Malgré tout, le débat n’est pas terminé. Des démarches sont en cours, dont les auteurs peineront à se faire un chemin, vu le résultat de ce jour. Cependant, ce résultat à relativiser ne peut abolir le problème des combines qui interviennent à chaque élection du Conseil fédéral. Une initiative parlementaire du conseiller national argovien Cédric Wermuth, soutenu par le Valaisan Mathias Reynard, remet la compresse, en portant le nombre des conseillers fédéraux à neuf, en vue de faciliter une participation italophone. On en reparlera.
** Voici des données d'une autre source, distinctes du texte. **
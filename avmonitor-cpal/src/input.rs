//! cpal input capture provider.
//!
//! Opens an input stream on a dedicated thread and delivers Float32
//! samples via the `AudioBufferCallback`. Integer formats are widened
//! to f32 before delivery.

use std::sync::atomic::{AtomicBool, Ordering};
use std::sync::{mpsc, Arc};
use std::thread;
use std::time::Duration;

use cpal::traits::{DeviceTrait, HostTrait, StreamTrait};
use cpal::SampleFormat;
use parking_lot::Mutex;

use avmonitor_core::models::device::{InputDevice, MediaKind};
use avmonitor_core::models::error::MonitorError;
use avmonitor_core::traits::capture_provider::{
    AudioBufferCallback, CaptureProvider, CaptureProviderFactory,
};

const START_TIMEOUT: Duration = Duration::from_secs(2);

/// cpal microphone capture.
///
/// The stream lives on its own named thread because cpal streams are
/// not `Send`; the thread owns the stream for the session's lifetime
/// and drops it when the running flag clears.
pub struct CpalInputCapture {
    info: InputDevice,
    running: Arc<AtomicBool>,
    capture_handle: Mutex<Option<thread::JoinHandle<()>>>,
}

impl CpalInputCapture {
    pub fn new(info: InputDevice) -> Self {
        Self {
            info,
            running: Arc::new(AtomicBool::new(false)),
            capture_handle: Mutex::new(None),
        }
    }
}

impl CaptureProvider for CpalInputCapture {
    fn is_available(&self) -> bool {
        find_input_device(&self.info.id).is_ok()
    }

    fn start(&mut self, callback: AudioBufferCallback) -> Result<(), MonitorError> {
        if self.running.load(Ordering::SeqCst) {
            return Err(MonitorError::InvalidState("capture already running".into()));
        }

        self.running.store(true, Ordering::SeqCst);
        let running = Arc::clone(&self.running);
        let device_id = self.info.id.clone();
        let (ready_tx, ready_rx) = mpsc::channel::<Result<(), MonitorError>>();

        let handle = thread::Builder::new()
            .name("cpal-input".into())
            .spawn(move || {
                capture_loop(running.clone(), device_id, callback, ready_tx);
                running.store(false, Ordering::SeqCst);
            })
            .map_err(|e| MonitorError::Unknown(format!("failed to spawn capture thread: {}", e)))?;

        match ready_rx.recv_timeout(START_TIMEOUT) {
            Ok(Ok(())) => {
                *self.capture_handle.lock() = Some(handle);
                Ok(())
            }
            Ok(Err(e)) => {
                self.running.store(false, Ordering::SeqCst);
                let _ = handle.join();
                Err(e)
            }
            Err(_) => {
                self.running.store(false, Ordering::SeqCst);
                let _ = handle.join();
                Err(MonitorError::Unknown("capture stream start timed out".into()))
            }
        }
    }

    fn stop(&mut self) -> Result<(), MonitorError> {
        self.running.store(false, Ordering::SeqCst);
        if let Some(handle) = self.capture_handle.lock().take() {
            let _ = handle.join();
        }
        Ok(())
    }

    fn device_info(&self) -> InputDevice {
        self.info.clone()
    }
}

/// Owns the stream until the running flag clears.
fn capture_loop(
    running: Arc<AtomicBool>,
    device_id: String,
    callback: AudioBufferCallback,
    ready_tx: mpsc::Sender<Result<(), MonitorError>>,
) {
    let stream = match build_stream(&device_id, callback) {
        Ok(stream) => stream,
        Err(e) => {
            let _ = ready_tx.send(Err(e));
            return;
        }
    };

    if let Err(e) = stream.play() {
        let _ = ready_tx.send(Err(MonitorError::Unknown(format!(
            "failed to start input stream: {}",
            e
        ))));
        return;
    }
    let _ = ready_tx.send(Ok(()));

    while running.load(Ordering::SeqCst) {
        thread::sleep(Duration::from_millis(50));
    }
    // Stream drops here, releasing the device.
}

fn build_stream(
    device_id: &str,
    callback: AudioBufferCallback,
) -> Result<cpal::Stream, MonitorError> {
    let device = find_input_device(device_id)?;
    let config = device
        .default_input_config()
        .map_err(|e| MonitorError::Unknown(format!("no input config: {}", e)))?;

    let sample_rate = f64::from(config.sample_rate().0);
    let channels = config.channels();
    let sample_format = config.sample_format();
    let stream_config: cpal::StreamConfig = config.into();
    let err_fn = |e| log::error!("input stream error: {}", e);

    let stream = match sample_format {
        SampleFormat::F32 => device.build_input_stream(
            &stream_config,
            move |data: &[f32], _: &cpal::InputCallbackInfo| {
                callback(data, sample_rate, channels);
            },
            err_fn,
            None,
        ),
        SampleFormat::I16 => device.build_input_stream(
            &stream_config,
            move |data: &[i16], _: &cpal::InputCallbackInfo| {
                let samples: Vec<f32> =
                    data.iter().map(|s| f32::from(*s) / f32::from(i16::MAX)).collect();
                callback(&samples, sample_rate, channels);
            },
            err_fn,
            None,
        ),
        SampleFormat::U16 => device.build_input_stream(
            &stream_config,
            move |data: &[u16], _: &cpal::InputCallbackInfo| {
                let samples: Vec<f32> = data
                    .iter()
                    .map(|s| (f32::from(*s) - 32768.0) / 32768.0)
                    .collect();
                callback(&samples, sample_rate, channels);
            },
            err_fn,
            None,
        ),
        other => {
            return Err(MonitorError::FormatConversionFailed(format!(
                "unsupported sample format: {:?}",
                other
            )))
        }
    };

    stream.map_err(|e| MonitorError::Unknown(format!("failed to build input stream: {}", e)))
}

fn find_input_device(device_id: &str) -> Result<cpal::Device, MonitorError> {
    let host = cpal::default_host();
    host.input_devices()
        .map_err(|e| MonitorError::Unknown(format!("device enumeration failed: {}", e)))?
        .find(|d| d.name().ok().as_deref() == Some(device_id))
        .ok_or_else(|| MonitorError::DeviceNotFound(device_id.to_string()))
}

/// Opens `CpalInputCapture` providers for catalog devices.
pub struct CpalCaptureFactory;

impl CpalCaptureFactory {
    pub fn new() -> Self {
        Self
    }
}

impl Default for CpalCaptureFactory {
    fn default() -> Self {
        Self::new()
    }
}

impl CaptureProviderFactory for CpalCaptureFactory {
    fn open(&self, device: &InputDevice) -> Result<Box<dyn CaptureProvider>, MonitorError> {
        if device.kind != MediaKind::Audio {
            return Err(MonitorError::DeviceNotFound(device.id.clone()));
        }
        find_input_device(&device.id)?;
        Ok(Box::new(CpalInputCapture::new(device.clone())))
    }
}
//! Recording and automatic playback of the scratch file.
//!
//! Recording force-mutes the live monitor path and diverts the capture
//! tap into the streaming writer. A successful stop finalizes the file
//! and playback of the recording starts on a dedicated playback node,
//! so the live monitor node is never touched by playback audio. Once
//! playback drains, the pre-recording mute state is restored after a
//! short grace period.

use std::fs;
use std::path::PathBuf;
use std::sync::{Arc, Weak};
use std::thread;
use std::time::Duration;

use parking_lot::Mutex;

use crate::models::config::MonitorConfig;
use crate::models::error::MonitorError;
use crate::models::recording::{RecordingMetadata, RecordingResult};
use crate::models::state::RecorderState;
use crate::playback::graph::PlaybackGraph;
use crate::processing::converter;
use crate::storage::metadata;
use crate::storage::recording_writer::RecordingWriter;

// The canonical monitoring path is mono; the converter downmixes every
// captured buffer before it reaches the recorder tap.
const CANONICAL_CHANNELS: u16 = 1;

struct RecorderInner {
    state: RecorderState,
    writer: Option<RecordingWriter>,
    frames_written: u64,
    mute_backup: bool,
    write_error: Option<MonitorError>,
}

pub struct Recorder {
    recording_path: PathBuf,
    sample_rate: f64,
    playback_grace: Duration,
    graph: Arc<PlaybackGraph>,
    inner: Mutex<RecorderInner>,
    self_ref: Weak<Recorder>,
}

impl Recorder {
    pub fn new(config: &MonitorConfig, graph: Arc<PlaybackGraph>) -> Arc<Self> {
        Arc::new_cyclic(|self_ref| Self {
            recording_path: config.recording_path(),
            sample_rate: config.sample_rate,
            playback_grace: config.playback_grace,
            graph,
            inner: Mutex::new(RecorderInner {
                state: RecorderState::NotRecording,
                writer: None,
                frames_written: 0,
                mute_backup: true,
                write_error: None,
            }),
            self_ref: Weak::clone(self_ref),
        })
    }

    pub fn state(&self) -> RecorderState {
        self.inner.lock().state
    }

    /// Begin recording to the fixed scratch path.
    ///
    /// Snapshots the current mute state, force-mutes the monitor, and
    /// deletes any previous recording. A failed delete aborts the
    /// start with nothing written and the mute state restored.
    pub fn start(&self) -> Result<(), MonitorError> {
        let mut inner = self.inner.lock();
        if inner.state.is_busy() {
            return Err(MonitorError::InvalidState(
                "recording already in progress".into(),
            ));
        }

        let mute_backup = self.graph.monitor_muted();
        self.graph.set_monitor_muted(true);

        if self.recording_path.exists() {
            if let Err(e) = fs::remove_file(&self.recording_path) {
                self.graph.set_monitor_muted(mute_backup);
                return Err(MonitorError::RecordingFileDeleteFailed(e.to_string()));
            }
        }

        let mut writer = RecordingWriter::new(self.recording_path.clone());
        if let Err(e) = writer.open(self.sample_rate as u32, CANONICAL_CHANNELS) {
            self.graph.set_monitor_muted(mute_backup);
            return Err(e);
        }

        inner.writer = Some(writer);
        inner.frames_written = 0;
        inner.write_error = None;
        inner.mute_backup = mute_backup;
        inner.state = RecorderState::Recording;
        Ok(())
    }

    /// Capture tap: append a canonical-format buffer to the file.
    ///
    /// Write failures are remembered and surfaced at stop; the buffer
    /// is dropped and capture continues.
    pub fn handle_samples(&self, samples: &[f32]) {
        let mut inner = self.inner.lock();
        if !inner.state.is_recording() {
            return;
        }
        let frames = samples.len() as u64;
        if let Some(writer) = inner.writer.as_mut() {
            let pcm = converter::to_int16_pcm(samples);
            match writer.append(&pcm) {
                Ok(()) => inner.frames_written += frames,
                Err(e) => {
                    log::error!("recording write failed: {}", e);
                    if inner.write_error.is_none() {
                        inner.write_error = Some(e);
                    }
                }
            }
        }
    }

    /// Stop recording and finalize the file.
    ///
    /// Returns the recording result; if any write failed during the
    /// recording the error is returned instead and playback must be
    /// skipped. The error path restores the pre-recording mute state
    /// immediately, since no playback will do it later.
    pub fn stop(&self) -> Result<RecordingResult, MonitorError> {
        let mut inner = self.inner.lock();
        if !inner.state.is_recording() {
            return Err(MonitorError::InvalidState("not recording".into()));
        }

        let mut writer = inner
            .writer
            .take()
            .ok_or_else(|| MonitorError::InvalidState("recording writer missing".into()))?;
        inner.state = RecorderState::NotRecording;

        let finalize_result = writer.finalize();
        let failure = inner.write_error.take().or(finalize_result.clone().err());
        if let Some(e) = failure {
            let backup = inner.mute_backup;
            drop(inner);
            self.graph.set_monitor_muted(backup);
            return Err(e);
        }

        let checksum = finalize_result?;
        let duration_secs = inner.frames_written as f64 / self.sample_rate;
        let recording_metadata = RecordingMetadata::new(
            duration_secs,
            &self.recording_path.to_string_lossy(),
            &checksum,
            self.sample_rate as u32,
            CANONICAL_CHANNELS,
        );
        if let Err(e) = metadata::write_metadata(&recording_metadata, &self.recording_path) {
            log::warn!("failed to write metadata sidecar: {}", e);
        }

        Ok(RecordingResult {
            file_path: self.recording_path.clone(),
            duration_secs,
            checksum,
            metadata: recording_metadata,
        })
    }

    /// Play the finished recording through the dedicated playback node.
    ///
    /// `on_done` fires after playback completes and the grace period
    /// has elapsed, with the pre-recording mute state restored.
    pub fn play_recording(
        &self,
        on_done: Box<dyn FnOnce() + Send + 'static>,
    ) -> Result<(), MonitorError> {
        {
            let mut inner = self.inner.lock();
            if inner.state.is_busy() {
                return Err(MonitorError::InvalidState("recorder busy".into()));
            }
            inner.state = RecorderState::PlayingBack;
        }

        let samples = match read_recording(&self.recording_path) {
            Ok(samples) => samples,
            Err(e) => {
                self.finish_playback();
                return Err(e);
            }
        };

        self.graph.set_playback_muted(false);
        if let Err(e) = self.graph.ensure_running() {
            self.finish_playback();
            return Err(e);
        }

        let recorder = Weak::clone(&self.self_ref);
        let grace = self.playback_grace;
        self.graph.schedule_playback(
            samples,
            Box::new(move || {
                // Completion fires on the render lane; the grace wait
                // and mute restore move to their own thread.
                let restore = move || {
                    thread::sleep(grace);
                    if let Some(recorder) = recorder.upgrade() {
                        recorder.finish_playback();
                    }
                    on_done();
                };
                if thread::Builder::new()
                    .name("playback-grace".into())
                    .spawn(restore)
                    .is_err()
                {
                    log::error!("failed to spawn grace timer thread");
                }
            }),
        );
        Ok(())
    }

    fn finish_playback(&self) {
        let backup = {
            let mut inner = self.inner.lock();
            inner.state = RecorderState::NotRecording;
            inner.mute_backup
        };
        self.graph.set_playback_muted(true);
        self.graph.set_monitor_muted(backup);
    }
}

/// Read the whole recording back as f32 samples.
fn read_recording(path: &PathBuf) -> Result<Vec<f32>, MonitorError> {
    let mut reader = hound::WavReader::open(path)
        .map_err(|e| MonitorError::FileReadFailed(e.to_string()))?;

    let spec = reader.spec();
    let samples: Result<Vec<f32>, hound::Error> = match spec.sample_format {
        hound::SampleFormat::Int => reader
            .samples::<i16>()
            .map(|s| s.map(|v| f32::from(v) / f32::from(i16::MAX)))
            .collect(),
        hound::SampleFormat::Float => reader.samples::<f32>().collect(),
    };
    samples.map_err(|e| MonitorError::FileReadFailed(e.to_string()))
}

#[cfg(test)]
mod tests {
    use super::*;
    use crate::playback::testing::RecordingSink;
    use crate::traits::playback_sink::PlaybackSink;
    use std::sync::mpsc;

    fn test_config(name: &str) -> MonitorConfig {
        MonitorConfig {
            output_directory: std::env::temp_dir(),
            recording_file_name: format!("avmonitor_rec_{}_{}.wav", std::process::id(), name),
            playback_grace: Duration::from_millis(0),
            ..Default::default()
        }
    }

    fn test_graph() -> (Arc<RecordingSink>, Arc<PlaybackGraph>) {
        let sink = Arc::new(RecordingSink::new());
        let graph = Arc::new(PlaybackGraph::new(
            Arc::clone(&sink) as Arc<dyn PlaybackSink>,
            1.0,
        ));
        (sink, graph)
    }

    fn cleanup(config: &MonitorConfig) {
        fs::remove_file(config.recording_path()).ok();
        fs::remove_file(config.recording_path().with_extension("metadata.json")).ok();
    }

    #[test]
    fn start_deletes_stale_recording() {
        let config = test_config("stale");
        fs::write(config.recording_path(), b"stale recording bytes").unwrap();

        let (_sink, graph) = test_graph();
        let recorder = Recorder::new(&config, graph);
        recorder.start().unwrap();

        // Old content replaced by a fresh header-only file.
        let len = fs::metadata(config.recording_path()).unwrap().len();
        assert_eq!(len, 44);

        recorder.handle_samples(&[0.1; 480]);
        recorder.stop().unwrap();
        cleanup(&config);
    }

    #[test]
    fn failed_delete_aborts_start() {
        let mut config = test_config("blocked");
        // A non-empty directory at the recording path cannot be
        // removed with remove_file.
        let dir = std::env::temp_dir().join(format!("avmonitor_blocked_{}", std::process::id()));
        fs::create_dir_all(dir.join("inner")).unwrap();
        config.output_directory = dir.parent().unwrap().to_path_buf();
        config.recording_file_name = dir.file_name().unwrap().to_string_lossy().into_owned();

        let (_sink, graph) = test_graph();
        graph.set_monitor_muted(false);
        let recorder = Recorder::new(&config, Arc::clone(&graph));

        let result = recorder.start();
        assert!(matches!(
            result,
            Err(MonitorError::RecordingFileDeleteFailed(_))
        ));
        assert_eq!(recorder.state(), RecorderState::NotRecording);
        assert!(!graph.monitor_muted(), "mute restored after aborted start");

        fs::remove_dir_all(&dir).ok();
    }

    #[test]
    fn recording_forces_monitor_mute() {
        let config = test_config("muting");
        let (_sink, graph) = test_graph();
        graph.set_monitor_muted(false);
        let recorder = Recorder::new(&config, Arc::clone(&graph));

        recorder.start().unwrap();
        assert!(graph.monitor_muted());
        recorder.stop().unwrap();
        cleanup(&config);
    }

    #[test]
    fn stop_reports_duration_from_frames() {
        let config = test_config("duration");
        let (_sink, graph) = test_graph();
        let recorder = Recorder::new(&config, graph);

        recorder.start().unwrap();
        recorder.handle_samples(&vec![0.05; 48000]);
        let result = recorder.stop().unwrap();

        assert!((result.duration_secs - 1.0).abs() < 1e-9);
        assert_eq!(result.checksum.len(), 64);
        assert!(metadata::read_metadata(&config.recording_path()).is_ok());
        cleanup(&config);
    }

    #[test]
    fn finalized_header_matches_canonical_format() {
        let config = test_config("header");
        let (_sink, graph) = test_graph();
        let recorder = Recorder::new(&config, graph);

        recorder.start().unwrap();
        recorder.handle_samples(&vec![0.05; 48000]);
        let result = recorder.stop().unwrap();

        // The header's channel count must describe the mono data that
        // was actually written, or the file's duration is wrong.
        let reader = hound::WavReader::open(config.recording_path()).unwrap();
        let spec = reader.spec();
        assert_eq!(spec.channels, CANONICAL_CHANNELS);
        assert_eq!(spec.sample_rate, 48000);
        let file_secs = f64::from(reader.duration()) / f64::from(spec.sample_rate);
        assert!((file_secs - result.duration_secs).abs() < 1e-9);
        cleanup(&config);
    }

    #[test]
    fn stop_without_start_fails() {
        let config = test_config("nostart");
        let (_sink, graph) = test_graph();
        let recorder = Recorder::new(&config, graph);
        assert!(matches!(
            recorder.stop(),
            Err(MonitorError::InvalidState(_))
        ));
    }

    #[test]
    fn playback_restores_pre_recording_mute() {
        let config = test_config("playback");
        let (sink, graph) = test_graph();
        graph.set_monitor_muted(false); // user was listening
        let recorder = Recorder::new(&config, Arc::clone(&graph));

        recorder.start().unwrap();
        recorder.handle_samples(&[0.2; 4800]);
        recorder.stop().unwrap();

        let (tx, rx) = mpsc::channel();
        recorder
            .play_recording(Box::new(move || {
                tx.send(()).ok();
            }))
            .unwrap();

        rx.recv_timeout(Duration::from_secs(5)).unwrap();
        assert!(!graph.monitor_muted(), "pre-recording mute state restored");
        assert!(graph.playback_muted(), "playback node re-muted after playback");
        assert_eq!(recorder.state(), RecorderState::NotRecording);

        // The recorded audio actually reached the sink.
        assert!(sink.scheduled().iter().any(|c| c.len() == 4800));
        cleanup(&config);
    }

    #[test]
    fn playback_of_missing_file_fails() {
        let config = test_config("missing");
        let (_sink, graph) = test_graph();
        let recorder = Recorder::new(&config, graph);
        fs::remove_file(config.recording_path()).ok();

        let result = recorder.play_recording(Box::new(|| {}));
        assert!(matches!(result, Err(MonitorError::FileReadFailed(_))));
        assert_eq!(recorder.state(), RecorderState::NotRecording);
    }
}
Dans le domaine de l’asile, la faible participation mise à part, il n’est pas aisé de comprendre quels motifs ont mené à une approbation aussi massive. On en est réduit à des approximations. Ainsi peut-on retenir l’impression (ou s’accrocher à l’espoir?) que le but de raccourcir les procédures, promesse clé de la campagne, doit avoir été déterminant, plus que le caractère urgent d’une loi alors que la situation ne postulait pas d’urgence législative. S’il y a une urgence aujourd’hui, elle concerne les requérants syriens qui devraient être mis au bénéfice de l’admission provisoire, mais aucune décision n’a été prise à ce jour. N’empêche, cette gesticulation sur l’urgence a eu ses effets anxiogènes, et il est possible qu’elle ait libéré les pulsions xénophobes bien au-delà que ce que présumaient les formations bourgeoises commanditaires du durcissement actuel. Leur objectif était de court-circuiter l’UDC, pari réussi, et plus que cela. Il va maintenant falloir assumer les effets collatéraux nauséabonds de ces manoeuvres électoralistes.
Simonetta Sommaruga aussi devra assumer. Le raccourcissement des procédures n’est pour l’heure qu’un voeu pieux, tandis que les chicanes supplémentaires (exclusion des déserteurs, des dépôts de demandes aux ambassades) vont multiplier les risques de bavures, aux antipodes de la tradition humanitaire claironnée par la propagande. Mais ne cédons pas trop au pessimisme en acceptant la période d’observation entamée.
Sans oublier toutefois un détail gênant de la campagne de la conseillère fédérale. Ces mêmes jours où elle a défendu la loi qui crée la catégorie équivoque des «requérants récalcitrants», ces jours ont été ceux où on l’a vue présenter les excuses de la Confédération pour les anciennes pratiques de placements forcés d’enfants. L’émotion sincère de la magistrate a frappé les esprits. Mais avec les récalcitrants, ne vient-on pas de créer une catégorie d’être humains auxquels il faudra, dans quelques décennies, présenter des excuses?
Article paru dans “Courant d’Idées“.